WHAT IS REQUIRED → A single stretch of the material below is to be transcribed exactly, starting at the line with "neighbour it was" and ending after the line with "let push = (min_distance".

ENTRIES PROVIDED →
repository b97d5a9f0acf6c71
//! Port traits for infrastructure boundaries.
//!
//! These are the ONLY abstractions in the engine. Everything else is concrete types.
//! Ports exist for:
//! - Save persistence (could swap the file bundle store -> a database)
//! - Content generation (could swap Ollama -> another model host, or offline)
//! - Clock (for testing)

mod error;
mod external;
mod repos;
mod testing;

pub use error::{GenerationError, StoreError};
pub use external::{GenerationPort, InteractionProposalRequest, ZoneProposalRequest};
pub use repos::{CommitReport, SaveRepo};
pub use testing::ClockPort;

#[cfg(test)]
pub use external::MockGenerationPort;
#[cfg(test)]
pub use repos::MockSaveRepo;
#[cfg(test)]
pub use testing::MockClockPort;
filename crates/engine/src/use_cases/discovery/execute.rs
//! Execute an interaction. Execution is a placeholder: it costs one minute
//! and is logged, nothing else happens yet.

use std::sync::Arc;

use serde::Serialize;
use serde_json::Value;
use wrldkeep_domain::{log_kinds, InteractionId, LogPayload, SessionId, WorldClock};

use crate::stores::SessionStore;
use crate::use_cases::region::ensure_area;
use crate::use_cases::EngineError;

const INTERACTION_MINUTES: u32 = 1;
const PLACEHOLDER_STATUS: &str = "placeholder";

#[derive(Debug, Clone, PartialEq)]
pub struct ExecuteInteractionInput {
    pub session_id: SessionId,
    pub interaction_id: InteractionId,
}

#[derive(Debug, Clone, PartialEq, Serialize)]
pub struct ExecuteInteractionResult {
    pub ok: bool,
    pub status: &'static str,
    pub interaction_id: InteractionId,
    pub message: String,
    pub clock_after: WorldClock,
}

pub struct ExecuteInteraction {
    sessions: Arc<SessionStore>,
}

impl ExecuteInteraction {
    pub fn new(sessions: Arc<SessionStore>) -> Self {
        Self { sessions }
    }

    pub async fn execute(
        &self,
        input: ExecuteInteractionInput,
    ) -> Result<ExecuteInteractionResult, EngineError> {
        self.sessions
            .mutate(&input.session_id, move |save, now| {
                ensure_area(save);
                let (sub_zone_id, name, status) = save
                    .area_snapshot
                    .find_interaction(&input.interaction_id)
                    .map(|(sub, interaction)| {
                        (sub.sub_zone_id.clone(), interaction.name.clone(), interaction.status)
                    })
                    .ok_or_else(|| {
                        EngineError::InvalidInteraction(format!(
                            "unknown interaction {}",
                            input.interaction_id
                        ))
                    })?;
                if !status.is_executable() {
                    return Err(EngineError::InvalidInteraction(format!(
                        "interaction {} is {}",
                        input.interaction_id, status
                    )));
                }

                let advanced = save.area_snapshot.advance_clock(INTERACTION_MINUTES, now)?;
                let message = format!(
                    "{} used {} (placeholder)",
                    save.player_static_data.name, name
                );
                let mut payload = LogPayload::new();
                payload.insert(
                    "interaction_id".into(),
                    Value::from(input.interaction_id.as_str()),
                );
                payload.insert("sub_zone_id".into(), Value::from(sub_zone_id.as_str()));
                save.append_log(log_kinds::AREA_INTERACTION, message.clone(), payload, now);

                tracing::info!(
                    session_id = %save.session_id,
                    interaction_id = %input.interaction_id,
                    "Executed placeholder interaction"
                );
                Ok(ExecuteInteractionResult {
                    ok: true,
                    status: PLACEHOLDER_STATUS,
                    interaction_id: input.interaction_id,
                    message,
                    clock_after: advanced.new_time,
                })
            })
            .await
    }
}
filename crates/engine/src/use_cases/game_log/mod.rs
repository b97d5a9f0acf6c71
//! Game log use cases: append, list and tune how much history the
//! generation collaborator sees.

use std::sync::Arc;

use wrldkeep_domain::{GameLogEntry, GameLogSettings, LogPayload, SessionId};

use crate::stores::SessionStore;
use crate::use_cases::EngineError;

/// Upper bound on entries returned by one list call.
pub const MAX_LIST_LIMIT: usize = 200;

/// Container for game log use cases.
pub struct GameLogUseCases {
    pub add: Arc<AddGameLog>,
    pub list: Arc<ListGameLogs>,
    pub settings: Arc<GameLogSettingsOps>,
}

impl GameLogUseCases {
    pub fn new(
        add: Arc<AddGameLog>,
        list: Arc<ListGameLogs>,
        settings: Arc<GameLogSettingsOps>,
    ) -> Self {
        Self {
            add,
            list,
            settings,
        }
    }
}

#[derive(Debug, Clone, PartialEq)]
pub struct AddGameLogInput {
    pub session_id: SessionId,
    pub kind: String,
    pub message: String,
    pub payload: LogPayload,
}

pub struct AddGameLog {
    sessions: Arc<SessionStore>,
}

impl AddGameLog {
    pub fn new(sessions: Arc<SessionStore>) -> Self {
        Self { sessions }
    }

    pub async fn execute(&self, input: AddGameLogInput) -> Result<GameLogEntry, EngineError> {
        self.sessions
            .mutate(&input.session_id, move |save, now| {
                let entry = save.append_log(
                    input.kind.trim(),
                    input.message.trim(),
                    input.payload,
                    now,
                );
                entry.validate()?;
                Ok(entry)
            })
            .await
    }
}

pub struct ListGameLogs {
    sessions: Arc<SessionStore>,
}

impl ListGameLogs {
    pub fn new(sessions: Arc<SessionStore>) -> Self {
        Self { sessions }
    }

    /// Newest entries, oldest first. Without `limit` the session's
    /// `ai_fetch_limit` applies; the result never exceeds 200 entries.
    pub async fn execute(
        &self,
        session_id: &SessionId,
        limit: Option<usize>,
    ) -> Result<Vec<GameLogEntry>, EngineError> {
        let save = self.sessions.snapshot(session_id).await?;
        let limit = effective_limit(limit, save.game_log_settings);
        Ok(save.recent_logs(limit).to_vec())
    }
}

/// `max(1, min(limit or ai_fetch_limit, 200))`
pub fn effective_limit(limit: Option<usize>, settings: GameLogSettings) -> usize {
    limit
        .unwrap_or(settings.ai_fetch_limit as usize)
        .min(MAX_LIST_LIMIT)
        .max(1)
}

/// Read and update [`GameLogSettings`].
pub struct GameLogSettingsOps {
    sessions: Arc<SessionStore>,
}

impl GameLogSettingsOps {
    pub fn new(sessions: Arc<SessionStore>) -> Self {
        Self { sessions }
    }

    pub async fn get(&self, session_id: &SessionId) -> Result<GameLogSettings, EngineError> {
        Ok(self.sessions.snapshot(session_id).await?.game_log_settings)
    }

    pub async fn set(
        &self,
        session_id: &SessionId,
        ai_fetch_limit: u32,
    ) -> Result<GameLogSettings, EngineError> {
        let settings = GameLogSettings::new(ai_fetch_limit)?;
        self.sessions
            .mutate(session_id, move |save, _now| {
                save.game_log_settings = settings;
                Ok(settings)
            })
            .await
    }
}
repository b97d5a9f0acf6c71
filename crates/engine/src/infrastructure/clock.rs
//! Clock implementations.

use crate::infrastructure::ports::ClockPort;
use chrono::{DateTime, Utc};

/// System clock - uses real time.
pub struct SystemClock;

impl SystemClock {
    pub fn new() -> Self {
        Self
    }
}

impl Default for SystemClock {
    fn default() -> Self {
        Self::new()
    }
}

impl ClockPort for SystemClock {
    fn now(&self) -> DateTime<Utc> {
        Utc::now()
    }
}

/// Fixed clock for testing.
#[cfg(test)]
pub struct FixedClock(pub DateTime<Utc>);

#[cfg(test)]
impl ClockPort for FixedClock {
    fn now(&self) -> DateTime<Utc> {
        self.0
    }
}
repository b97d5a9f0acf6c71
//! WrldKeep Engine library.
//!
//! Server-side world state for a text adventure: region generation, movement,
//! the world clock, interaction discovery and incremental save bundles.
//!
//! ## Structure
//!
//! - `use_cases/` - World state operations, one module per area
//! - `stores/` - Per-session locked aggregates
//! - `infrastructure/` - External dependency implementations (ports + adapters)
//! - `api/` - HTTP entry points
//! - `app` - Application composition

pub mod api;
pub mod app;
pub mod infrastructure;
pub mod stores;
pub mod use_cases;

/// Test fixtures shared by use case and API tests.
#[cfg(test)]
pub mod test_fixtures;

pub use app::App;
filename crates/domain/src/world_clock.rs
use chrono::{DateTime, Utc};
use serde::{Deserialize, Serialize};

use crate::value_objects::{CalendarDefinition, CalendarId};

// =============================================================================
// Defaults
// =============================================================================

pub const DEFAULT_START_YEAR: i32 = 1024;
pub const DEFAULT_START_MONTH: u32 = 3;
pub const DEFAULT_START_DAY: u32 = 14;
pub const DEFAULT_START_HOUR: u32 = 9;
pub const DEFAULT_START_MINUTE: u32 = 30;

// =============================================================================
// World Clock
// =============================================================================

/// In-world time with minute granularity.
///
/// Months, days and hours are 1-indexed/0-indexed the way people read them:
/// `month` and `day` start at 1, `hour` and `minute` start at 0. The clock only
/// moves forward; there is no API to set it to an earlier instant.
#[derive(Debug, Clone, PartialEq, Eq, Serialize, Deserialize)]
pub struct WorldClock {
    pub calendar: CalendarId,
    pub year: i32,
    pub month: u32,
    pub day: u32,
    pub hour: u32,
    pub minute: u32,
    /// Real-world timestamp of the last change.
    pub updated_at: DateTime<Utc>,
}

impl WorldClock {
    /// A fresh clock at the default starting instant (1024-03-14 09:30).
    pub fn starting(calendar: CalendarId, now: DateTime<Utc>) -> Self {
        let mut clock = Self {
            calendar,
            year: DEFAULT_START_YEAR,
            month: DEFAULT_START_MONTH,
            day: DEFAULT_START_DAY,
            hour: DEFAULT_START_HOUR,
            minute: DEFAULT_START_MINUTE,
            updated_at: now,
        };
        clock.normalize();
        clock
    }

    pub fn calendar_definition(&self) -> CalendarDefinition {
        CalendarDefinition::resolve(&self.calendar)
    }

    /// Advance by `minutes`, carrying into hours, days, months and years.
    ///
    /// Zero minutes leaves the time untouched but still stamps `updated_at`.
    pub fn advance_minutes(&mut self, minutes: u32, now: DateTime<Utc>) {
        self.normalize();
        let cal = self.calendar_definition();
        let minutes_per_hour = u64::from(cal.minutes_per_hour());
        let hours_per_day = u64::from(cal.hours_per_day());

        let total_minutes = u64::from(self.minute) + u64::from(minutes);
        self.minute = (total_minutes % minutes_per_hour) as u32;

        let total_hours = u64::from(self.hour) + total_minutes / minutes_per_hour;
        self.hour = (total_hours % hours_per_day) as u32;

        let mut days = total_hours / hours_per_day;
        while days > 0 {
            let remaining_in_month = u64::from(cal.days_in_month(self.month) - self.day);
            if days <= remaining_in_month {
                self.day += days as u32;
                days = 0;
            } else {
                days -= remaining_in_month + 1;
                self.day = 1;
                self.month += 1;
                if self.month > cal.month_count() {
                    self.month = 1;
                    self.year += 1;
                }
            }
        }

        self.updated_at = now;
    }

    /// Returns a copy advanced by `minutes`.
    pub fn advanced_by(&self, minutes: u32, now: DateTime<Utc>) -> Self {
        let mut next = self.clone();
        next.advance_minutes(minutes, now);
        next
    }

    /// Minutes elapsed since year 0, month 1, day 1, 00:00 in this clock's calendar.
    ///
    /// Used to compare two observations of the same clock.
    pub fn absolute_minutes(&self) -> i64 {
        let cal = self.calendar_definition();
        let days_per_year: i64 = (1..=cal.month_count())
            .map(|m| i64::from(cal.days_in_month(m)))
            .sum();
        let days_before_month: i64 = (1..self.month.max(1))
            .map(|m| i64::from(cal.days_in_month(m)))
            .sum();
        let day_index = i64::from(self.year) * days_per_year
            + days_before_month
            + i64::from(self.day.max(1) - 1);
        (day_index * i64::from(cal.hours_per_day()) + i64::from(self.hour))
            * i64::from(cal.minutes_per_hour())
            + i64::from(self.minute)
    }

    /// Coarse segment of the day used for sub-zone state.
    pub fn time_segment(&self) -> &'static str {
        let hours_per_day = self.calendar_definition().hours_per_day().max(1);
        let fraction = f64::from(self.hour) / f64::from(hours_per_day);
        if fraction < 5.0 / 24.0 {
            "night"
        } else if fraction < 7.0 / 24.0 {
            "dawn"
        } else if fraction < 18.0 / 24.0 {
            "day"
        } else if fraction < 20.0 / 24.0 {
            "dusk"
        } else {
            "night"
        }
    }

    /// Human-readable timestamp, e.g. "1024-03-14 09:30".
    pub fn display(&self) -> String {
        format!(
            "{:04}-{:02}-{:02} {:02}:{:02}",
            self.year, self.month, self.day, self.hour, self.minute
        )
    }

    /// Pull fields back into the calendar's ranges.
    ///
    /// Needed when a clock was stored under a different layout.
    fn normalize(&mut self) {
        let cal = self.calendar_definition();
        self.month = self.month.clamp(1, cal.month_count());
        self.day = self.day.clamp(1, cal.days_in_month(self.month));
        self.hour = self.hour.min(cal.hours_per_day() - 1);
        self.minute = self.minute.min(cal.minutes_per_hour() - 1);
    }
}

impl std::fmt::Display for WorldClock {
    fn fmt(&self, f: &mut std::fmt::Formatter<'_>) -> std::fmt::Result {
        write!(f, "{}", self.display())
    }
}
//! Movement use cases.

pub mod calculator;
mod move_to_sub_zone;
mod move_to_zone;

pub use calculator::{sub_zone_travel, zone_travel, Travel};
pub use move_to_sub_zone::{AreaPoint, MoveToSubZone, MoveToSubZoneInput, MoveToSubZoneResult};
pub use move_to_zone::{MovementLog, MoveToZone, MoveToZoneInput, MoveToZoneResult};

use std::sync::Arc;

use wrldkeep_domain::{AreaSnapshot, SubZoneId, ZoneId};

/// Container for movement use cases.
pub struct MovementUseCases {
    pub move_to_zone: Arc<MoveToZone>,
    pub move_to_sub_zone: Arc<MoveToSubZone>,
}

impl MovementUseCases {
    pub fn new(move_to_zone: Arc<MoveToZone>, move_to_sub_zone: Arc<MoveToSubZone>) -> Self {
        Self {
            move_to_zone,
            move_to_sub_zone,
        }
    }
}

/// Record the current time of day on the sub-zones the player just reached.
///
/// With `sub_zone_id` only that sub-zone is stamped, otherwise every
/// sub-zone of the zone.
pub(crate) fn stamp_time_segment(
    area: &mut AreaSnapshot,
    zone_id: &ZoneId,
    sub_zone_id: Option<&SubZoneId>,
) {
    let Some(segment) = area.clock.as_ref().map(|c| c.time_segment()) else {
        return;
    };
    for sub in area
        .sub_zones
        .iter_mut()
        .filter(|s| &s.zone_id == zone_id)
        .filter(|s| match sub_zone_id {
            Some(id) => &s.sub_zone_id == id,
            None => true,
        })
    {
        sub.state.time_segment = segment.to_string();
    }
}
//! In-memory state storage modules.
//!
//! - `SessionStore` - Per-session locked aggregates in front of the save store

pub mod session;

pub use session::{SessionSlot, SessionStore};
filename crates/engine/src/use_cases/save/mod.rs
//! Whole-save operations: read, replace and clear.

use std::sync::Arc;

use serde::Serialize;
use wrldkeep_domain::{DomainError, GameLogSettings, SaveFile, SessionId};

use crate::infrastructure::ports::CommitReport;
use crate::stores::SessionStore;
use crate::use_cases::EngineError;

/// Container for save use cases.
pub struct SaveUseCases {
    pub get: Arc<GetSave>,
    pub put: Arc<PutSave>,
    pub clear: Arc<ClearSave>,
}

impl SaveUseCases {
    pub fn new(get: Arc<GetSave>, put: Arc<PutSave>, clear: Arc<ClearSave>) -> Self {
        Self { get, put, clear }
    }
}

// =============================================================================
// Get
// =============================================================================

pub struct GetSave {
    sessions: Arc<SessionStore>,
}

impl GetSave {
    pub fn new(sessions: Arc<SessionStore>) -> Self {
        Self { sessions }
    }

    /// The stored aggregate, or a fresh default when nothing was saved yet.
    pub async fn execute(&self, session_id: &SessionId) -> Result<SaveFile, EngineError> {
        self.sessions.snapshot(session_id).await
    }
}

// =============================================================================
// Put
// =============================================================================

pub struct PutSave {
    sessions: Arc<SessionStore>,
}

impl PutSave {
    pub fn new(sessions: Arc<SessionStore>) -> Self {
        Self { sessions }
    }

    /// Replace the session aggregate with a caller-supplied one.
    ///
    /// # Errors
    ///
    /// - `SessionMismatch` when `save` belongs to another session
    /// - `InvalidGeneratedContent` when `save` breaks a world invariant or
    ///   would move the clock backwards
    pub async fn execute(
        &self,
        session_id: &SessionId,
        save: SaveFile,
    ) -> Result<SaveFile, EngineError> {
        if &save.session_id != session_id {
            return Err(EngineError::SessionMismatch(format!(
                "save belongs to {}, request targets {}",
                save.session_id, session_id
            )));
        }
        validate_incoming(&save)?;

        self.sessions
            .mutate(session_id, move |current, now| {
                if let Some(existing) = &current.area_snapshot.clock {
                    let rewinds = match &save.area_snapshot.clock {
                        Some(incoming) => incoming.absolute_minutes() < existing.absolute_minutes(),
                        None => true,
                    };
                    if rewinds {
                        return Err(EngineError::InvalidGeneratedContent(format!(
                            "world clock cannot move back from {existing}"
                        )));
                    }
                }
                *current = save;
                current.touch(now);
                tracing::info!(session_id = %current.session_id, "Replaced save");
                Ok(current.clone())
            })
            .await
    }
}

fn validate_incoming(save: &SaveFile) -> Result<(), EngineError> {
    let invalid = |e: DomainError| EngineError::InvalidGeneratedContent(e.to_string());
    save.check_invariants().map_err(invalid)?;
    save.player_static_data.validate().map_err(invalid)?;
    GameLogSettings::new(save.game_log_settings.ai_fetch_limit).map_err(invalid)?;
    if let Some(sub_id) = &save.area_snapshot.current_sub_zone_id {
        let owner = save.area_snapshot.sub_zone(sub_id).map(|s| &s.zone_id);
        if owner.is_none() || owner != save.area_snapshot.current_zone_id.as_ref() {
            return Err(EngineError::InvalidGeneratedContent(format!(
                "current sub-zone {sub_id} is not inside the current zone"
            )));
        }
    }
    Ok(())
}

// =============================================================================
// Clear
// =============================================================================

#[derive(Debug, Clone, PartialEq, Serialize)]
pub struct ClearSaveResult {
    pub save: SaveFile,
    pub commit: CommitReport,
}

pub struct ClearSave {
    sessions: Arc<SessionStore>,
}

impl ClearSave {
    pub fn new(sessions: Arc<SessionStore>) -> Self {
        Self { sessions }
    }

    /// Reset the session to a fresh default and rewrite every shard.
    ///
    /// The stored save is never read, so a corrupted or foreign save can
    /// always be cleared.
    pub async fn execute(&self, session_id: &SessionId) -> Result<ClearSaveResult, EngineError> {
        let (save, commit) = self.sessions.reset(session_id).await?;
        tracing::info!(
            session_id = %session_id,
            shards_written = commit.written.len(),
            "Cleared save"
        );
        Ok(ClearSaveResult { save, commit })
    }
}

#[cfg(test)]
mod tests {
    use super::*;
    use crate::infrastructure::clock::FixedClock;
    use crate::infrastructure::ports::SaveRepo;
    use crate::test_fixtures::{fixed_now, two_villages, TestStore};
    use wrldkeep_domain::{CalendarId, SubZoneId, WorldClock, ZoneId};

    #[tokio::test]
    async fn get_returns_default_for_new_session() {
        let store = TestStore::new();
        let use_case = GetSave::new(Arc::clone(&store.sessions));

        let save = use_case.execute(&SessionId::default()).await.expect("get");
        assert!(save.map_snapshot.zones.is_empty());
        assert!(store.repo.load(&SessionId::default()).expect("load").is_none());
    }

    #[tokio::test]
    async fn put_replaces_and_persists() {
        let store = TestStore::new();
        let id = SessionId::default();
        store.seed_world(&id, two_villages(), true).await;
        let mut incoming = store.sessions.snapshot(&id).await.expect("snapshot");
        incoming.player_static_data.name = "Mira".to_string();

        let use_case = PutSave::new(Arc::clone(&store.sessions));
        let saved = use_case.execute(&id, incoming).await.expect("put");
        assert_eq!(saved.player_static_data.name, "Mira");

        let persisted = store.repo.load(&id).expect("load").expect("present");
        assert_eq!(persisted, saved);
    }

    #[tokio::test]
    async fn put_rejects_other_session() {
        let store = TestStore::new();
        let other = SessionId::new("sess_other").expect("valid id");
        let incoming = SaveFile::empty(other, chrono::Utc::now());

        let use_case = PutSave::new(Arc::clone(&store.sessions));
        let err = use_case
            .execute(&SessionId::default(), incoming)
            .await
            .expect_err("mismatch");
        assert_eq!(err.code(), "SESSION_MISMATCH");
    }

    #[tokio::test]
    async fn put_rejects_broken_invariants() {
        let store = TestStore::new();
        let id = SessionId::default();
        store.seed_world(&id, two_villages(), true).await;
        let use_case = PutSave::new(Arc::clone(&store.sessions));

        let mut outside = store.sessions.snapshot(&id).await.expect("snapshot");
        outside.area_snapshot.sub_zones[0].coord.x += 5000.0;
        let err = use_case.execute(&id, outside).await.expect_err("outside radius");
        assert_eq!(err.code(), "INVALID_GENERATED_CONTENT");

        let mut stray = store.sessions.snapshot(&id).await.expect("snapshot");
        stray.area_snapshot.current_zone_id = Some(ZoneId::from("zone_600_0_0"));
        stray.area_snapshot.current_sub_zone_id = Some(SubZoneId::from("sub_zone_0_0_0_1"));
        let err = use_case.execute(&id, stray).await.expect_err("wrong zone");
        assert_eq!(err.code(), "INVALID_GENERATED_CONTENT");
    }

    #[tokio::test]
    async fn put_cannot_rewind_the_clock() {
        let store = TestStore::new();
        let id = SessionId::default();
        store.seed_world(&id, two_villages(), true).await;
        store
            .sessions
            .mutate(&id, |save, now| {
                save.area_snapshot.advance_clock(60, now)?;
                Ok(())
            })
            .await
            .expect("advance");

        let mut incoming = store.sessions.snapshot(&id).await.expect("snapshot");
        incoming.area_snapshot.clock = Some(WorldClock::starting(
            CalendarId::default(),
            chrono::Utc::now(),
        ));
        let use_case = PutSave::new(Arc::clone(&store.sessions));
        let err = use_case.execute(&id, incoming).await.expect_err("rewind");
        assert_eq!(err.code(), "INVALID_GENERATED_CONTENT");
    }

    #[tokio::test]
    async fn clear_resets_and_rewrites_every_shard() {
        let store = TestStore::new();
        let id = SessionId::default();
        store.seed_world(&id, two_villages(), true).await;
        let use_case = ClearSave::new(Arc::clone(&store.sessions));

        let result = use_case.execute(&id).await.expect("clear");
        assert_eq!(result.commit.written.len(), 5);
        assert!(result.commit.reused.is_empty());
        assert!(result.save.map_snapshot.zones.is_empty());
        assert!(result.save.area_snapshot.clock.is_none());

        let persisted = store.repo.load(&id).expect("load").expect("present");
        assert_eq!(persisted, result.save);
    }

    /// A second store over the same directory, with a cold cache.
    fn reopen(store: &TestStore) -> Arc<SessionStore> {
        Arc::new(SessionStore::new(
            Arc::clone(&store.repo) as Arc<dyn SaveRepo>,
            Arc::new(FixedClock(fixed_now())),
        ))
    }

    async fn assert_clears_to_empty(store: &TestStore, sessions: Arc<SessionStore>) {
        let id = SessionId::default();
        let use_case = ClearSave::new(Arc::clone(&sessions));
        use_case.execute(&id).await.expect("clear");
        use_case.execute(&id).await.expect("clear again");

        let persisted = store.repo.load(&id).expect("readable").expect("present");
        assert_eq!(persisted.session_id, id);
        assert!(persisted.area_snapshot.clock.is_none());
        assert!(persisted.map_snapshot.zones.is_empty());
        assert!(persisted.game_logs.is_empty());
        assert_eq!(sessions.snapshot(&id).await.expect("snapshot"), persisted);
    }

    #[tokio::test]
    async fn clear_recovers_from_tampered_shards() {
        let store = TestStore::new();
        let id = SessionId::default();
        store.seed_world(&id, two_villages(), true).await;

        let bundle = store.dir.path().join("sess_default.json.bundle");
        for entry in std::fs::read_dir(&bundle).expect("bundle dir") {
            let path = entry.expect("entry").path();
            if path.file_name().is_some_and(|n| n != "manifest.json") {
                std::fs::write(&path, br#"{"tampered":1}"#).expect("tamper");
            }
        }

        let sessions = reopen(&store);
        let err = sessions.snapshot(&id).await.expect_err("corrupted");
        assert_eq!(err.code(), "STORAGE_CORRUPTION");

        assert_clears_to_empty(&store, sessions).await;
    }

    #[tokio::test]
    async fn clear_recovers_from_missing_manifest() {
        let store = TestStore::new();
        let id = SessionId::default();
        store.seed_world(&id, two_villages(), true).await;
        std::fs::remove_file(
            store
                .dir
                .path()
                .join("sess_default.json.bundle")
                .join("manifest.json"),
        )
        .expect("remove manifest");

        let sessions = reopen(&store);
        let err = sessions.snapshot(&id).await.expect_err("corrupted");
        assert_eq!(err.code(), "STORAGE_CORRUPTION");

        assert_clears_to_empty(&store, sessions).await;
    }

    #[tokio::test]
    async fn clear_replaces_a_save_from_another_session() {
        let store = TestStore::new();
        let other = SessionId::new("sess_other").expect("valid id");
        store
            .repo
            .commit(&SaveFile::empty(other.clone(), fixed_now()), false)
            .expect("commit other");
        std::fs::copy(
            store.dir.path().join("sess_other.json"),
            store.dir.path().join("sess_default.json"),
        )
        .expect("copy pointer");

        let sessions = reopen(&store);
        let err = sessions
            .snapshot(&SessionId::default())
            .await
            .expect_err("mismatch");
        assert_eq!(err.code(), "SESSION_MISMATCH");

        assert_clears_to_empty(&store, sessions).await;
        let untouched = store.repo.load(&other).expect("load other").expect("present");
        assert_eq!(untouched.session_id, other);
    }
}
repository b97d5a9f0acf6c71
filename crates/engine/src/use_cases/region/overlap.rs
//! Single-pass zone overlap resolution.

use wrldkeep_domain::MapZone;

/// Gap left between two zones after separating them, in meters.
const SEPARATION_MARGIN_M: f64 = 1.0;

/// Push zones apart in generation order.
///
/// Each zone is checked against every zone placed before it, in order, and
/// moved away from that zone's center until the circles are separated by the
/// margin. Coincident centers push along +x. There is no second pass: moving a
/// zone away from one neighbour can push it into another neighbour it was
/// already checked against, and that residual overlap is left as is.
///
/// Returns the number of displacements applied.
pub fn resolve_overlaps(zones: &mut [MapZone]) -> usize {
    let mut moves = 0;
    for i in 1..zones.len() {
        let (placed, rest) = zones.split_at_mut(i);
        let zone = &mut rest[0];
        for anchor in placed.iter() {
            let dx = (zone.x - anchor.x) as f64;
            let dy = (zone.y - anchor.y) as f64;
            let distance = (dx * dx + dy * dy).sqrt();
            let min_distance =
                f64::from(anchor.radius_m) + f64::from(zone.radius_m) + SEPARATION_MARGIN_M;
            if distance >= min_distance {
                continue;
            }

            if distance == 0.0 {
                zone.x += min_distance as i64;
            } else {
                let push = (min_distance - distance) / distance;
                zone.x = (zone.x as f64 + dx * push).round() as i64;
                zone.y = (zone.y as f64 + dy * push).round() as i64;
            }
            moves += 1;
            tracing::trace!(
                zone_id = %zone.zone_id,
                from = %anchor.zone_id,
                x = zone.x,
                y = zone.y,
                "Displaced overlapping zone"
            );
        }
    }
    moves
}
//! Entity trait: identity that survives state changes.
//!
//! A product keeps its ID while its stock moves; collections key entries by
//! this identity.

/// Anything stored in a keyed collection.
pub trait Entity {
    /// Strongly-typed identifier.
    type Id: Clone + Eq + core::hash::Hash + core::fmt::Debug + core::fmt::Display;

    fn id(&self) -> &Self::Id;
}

RESULT OF THE EXERCISE →
/// zone away from one neighbour can push it into another neighbour it was
/// already checked against, and that residual overlap is left as is.
///
/// Returns the number of displacements applied.
pub fn resolve_overlaps(zones: &mut [MapZone]) -> usize {
    let mut moves = 0;
    for i in 1..zones.len() {
        let (placed, rest) = zones.split_at_mut(i);
        let zone = &mut rest[0];
        for anchor in placed.iter() {
            let dx = (zone.x - anchor.x) as f64;
            let dy = (zone.y - anchor.y) as f64;
            let distance = (dx * dx + dy * dy).sqrt();
            let min_distance =
                f64::from(anchor.radius_m) + f64::from(zone.radius_m) + SEPARATION_MARGIN_M;
            if distance >= min_distance {
                continue;
            }

            if distance == 0.0 {
                zone.x += min_distance as i64;
            } else {
                let push = (min_distance - distance) / distance;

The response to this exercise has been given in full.